→ Exercise requirements: Every line of the entries below that carries the string "Executes" should be copied.

(Stored items)
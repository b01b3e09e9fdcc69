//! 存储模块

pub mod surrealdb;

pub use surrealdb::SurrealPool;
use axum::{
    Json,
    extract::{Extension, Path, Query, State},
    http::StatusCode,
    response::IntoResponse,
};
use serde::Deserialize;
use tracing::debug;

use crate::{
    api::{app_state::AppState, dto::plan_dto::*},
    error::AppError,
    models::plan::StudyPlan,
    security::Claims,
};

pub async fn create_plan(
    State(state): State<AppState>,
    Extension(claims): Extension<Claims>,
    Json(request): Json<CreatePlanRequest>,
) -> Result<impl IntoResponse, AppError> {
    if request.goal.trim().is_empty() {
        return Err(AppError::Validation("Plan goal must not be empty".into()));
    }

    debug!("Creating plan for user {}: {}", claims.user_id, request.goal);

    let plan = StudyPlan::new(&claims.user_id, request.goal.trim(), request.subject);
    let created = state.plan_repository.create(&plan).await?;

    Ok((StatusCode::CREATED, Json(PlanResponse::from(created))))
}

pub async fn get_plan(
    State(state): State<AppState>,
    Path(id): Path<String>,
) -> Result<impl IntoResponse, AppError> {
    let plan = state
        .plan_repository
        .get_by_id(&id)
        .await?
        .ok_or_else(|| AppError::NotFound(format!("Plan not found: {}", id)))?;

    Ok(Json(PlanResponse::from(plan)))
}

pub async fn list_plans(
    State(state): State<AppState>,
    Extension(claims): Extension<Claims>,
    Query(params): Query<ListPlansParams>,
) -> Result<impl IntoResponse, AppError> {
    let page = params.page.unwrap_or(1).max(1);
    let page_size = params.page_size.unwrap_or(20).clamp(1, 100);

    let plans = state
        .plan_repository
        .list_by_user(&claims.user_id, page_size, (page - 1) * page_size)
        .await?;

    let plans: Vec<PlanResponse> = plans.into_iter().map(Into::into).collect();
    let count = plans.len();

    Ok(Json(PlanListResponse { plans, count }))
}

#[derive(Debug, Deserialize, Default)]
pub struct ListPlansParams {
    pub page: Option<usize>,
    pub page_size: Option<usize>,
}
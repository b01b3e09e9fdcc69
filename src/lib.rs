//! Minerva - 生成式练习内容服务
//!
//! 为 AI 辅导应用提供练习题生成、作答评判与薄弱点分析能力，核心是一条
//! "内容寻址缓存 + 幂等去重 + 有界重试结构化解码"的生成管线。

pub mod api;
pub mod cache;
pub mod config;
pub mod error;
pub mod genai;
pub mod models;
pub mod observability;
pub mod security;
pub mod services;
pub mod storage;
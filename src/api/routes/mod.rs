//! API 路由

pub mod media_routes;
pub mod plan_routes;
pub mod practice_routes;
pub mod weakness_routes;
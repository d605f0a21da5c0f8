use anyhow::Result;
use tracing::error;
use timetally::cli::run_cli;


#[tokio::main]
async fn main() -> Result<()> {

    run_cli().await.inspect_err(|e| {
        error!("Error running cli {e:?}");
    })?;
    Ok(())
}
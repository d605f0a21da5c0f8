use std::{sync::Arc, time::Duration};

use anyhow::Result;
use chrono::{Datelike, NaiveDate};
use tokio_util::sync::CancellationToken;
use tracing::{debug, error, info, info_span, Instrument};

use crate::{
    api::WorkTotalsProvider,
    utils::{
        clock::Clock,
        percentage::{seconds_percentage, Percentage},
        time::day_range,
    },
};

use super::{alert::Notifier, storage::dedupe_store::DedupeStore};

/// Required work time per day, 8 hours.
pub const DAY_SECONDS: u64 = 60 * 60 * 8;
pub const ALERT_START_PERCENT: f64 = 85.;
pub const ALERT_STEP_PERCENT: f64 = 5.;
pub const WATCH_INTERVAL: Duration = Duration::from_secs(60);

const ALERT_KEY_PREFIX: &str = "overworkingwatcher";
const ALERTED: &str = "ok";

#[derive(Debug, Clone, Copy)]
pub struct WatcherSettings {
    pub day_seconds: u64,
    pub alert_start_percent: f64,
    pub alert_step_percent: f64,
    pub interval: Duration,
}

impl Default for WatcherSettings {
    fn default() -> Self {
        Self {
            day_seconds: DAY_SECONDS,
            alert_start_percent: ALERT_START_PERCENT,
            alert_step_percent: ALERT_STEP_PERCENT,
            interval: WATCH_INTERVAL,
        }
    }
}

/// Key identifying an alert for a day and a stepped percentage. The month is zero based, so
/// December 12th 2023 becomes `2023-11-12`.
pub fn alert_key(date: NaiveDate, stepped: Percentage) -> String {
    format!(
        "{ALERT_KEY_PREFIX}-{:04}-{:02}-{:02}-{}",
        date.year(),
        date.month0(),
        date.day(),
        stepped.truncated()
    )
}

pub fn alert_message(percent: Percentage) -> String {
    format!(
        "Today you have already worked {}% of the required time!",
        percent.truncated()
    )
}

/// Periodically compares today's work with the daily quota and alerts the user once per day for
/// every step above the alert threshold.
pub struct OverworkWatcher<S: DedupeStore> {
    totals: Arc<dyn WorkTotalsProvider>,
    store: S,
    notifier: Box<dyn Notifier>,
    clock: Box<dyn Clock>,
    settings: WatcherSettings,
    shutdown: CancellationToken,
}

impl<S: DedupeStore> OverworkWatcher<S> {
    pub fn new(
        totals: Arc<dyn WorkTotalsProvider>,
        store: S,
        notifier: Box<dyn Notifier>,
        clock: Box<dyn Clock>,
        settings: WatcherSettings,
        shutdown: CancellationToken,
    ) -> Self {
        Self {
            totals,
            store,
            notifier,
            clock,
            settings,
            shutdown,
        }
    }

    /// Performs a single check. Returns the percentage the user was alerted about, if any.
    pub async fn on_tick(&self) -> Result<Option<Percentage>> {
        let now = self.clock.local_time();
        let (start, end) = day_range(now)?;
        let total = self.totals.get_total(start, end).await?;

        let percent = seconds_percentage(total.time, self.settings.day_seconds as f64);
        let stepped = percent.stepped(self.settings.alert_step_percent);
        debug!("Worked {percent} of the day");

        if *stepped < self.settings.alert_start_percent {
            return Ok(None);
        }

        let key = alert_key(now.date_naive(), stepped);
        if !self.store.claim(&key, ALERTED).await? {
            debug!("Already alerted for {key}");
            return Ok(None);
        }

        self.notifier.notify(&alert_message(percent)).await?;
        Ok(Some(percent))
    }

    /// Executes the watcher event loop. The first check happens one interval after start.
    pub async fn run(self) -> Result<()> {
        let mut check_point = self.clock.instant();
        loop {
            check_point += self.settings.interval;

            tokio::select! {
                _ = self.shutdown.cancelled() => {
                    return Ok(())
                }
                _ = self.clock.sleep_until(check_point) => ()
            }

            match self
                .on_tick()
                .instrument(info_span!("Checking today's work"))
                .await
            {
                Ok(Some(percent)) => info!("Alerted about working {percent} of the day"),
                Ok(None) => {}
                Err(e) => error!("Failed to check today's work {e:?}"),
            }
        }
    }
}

---

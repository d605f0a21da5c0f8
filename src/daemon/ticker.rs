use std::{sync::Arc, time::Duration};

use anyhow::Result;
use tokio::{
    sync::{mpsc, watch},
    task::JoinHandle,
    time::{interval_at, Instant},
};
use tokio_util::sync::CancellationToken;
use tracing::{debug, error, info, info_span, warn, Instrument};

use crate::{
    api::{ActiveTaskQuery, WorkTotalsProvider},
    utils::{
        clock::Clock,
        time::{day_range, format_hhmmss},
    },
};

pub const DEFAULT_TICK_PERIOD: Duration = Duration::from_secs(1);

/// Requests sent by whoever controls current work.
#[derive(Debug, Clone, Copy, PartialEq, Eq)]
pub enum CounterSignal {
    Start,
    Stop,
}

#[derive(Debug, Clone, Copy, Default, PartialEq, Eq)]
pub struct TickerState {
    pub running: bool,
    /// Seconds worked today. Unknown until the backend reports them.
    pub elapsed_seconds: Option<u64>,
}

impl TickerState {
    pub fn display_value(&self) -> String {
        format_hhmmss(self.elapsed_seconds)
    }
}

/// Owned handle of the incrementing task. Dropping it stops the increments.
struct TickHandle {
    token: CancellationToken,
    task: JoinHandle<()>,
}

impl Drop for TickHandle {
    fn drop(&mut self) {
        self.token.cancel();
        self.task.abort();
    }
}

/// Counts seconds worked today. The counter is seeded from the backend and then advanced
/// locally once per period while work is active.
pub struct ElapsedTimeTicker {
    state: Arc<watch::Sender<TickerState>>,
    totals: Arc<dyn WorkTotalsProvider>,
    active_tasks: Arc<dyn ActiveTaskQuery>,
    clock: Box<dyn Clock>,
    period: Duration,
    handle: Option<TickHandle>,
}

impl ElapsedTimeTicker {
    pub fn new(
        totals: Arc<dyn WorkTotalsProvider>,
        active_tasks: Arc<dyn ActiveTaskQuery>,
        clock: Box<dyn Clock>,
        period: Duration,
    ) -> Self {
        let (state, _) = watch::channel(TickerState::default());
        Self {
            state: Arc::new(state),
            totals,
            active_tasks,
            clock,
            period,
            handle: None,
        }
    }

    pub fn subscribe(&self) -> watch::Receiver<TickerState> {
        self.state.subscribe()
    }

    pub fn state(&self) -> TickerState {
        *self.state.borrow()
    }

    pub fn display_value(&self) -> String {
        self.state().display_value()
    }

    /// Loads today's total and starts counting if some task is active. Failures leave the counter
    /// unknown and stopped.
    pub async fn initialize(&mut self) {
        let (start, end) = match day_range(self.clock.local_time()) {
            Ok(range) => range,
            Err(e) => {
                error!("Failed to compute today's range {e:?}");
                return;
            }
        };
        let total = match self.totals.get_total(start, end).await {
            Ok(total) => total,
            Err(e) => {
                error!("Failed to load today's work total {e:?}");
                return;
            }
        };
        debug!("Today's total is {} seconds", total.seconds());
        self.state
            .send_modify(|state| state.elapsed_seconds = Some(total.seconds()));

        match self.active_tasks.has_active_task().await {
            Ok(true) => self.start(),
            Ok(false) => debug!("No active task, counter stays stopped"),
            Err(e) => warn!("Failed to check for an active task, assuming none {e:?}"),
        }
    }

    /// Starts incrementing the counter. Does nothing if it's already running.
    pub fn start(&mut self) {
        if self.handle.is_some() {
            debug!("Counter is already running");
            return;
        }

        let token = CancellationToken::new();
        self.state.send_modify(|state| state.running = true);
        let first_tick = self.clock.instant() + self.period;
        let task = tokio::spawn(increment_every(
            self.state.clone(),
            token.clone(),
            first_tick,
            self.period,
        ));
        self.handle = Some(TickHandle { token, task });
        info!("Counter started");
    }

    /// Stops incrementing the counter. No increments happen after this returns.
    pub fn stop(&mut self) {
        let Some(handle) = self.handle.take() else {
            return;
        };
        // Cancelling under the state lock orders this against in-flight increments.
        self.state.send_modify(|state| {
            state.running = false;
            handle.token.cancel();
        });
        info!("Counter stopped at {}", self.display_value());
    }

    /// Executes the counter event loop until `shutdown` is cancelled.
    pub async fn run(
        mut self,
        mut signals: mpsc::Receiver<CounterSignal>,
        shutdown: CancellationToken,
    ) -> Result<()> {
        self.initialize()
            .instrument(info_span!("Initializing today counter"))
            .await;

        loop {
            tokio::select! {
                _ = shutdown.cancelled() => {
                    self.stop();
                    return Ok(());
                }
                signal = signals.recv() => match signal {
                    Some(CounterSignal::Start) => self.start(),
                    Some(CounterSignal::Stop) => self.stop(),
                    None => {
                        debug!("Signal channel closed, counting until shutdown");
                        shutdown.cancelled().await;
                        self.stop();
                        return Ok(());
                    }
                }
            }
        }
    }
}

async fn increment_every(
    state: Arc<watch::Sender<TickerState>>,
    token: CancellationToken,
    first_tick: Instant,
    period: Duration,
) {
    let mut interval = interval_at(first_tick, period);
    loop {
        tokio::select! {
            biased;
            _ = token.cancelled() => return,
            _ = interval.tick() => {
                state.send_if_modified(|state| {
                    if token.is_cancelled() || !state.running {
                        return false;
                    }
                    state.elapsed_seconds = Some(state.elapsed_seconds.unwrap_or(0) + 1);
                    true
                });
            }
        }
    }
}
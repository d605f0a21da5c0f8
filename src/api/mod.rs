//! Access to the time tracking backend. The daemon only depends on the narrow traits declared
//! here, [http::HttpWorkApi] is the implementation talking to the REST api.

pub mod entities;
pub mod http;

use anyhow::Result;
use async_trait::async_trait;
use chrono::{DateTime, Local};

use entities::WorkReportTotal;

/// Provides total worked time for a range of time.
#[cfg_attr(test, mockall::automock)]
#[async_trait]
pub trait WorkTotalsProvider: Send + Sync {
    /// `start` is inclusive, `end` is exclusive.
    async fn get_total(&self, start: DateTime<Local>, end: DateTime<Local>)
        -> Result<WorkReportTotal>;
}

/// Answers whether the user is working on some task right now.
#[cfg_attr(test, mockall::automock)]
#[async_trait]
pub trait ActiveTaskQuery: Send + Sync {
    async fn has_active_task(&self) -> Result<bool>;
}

→ Task response:
    /// Executes the watcher event loop. The first check happens one interval after start.
    /// Executes the counter event loop until `shutdown` is cancelled.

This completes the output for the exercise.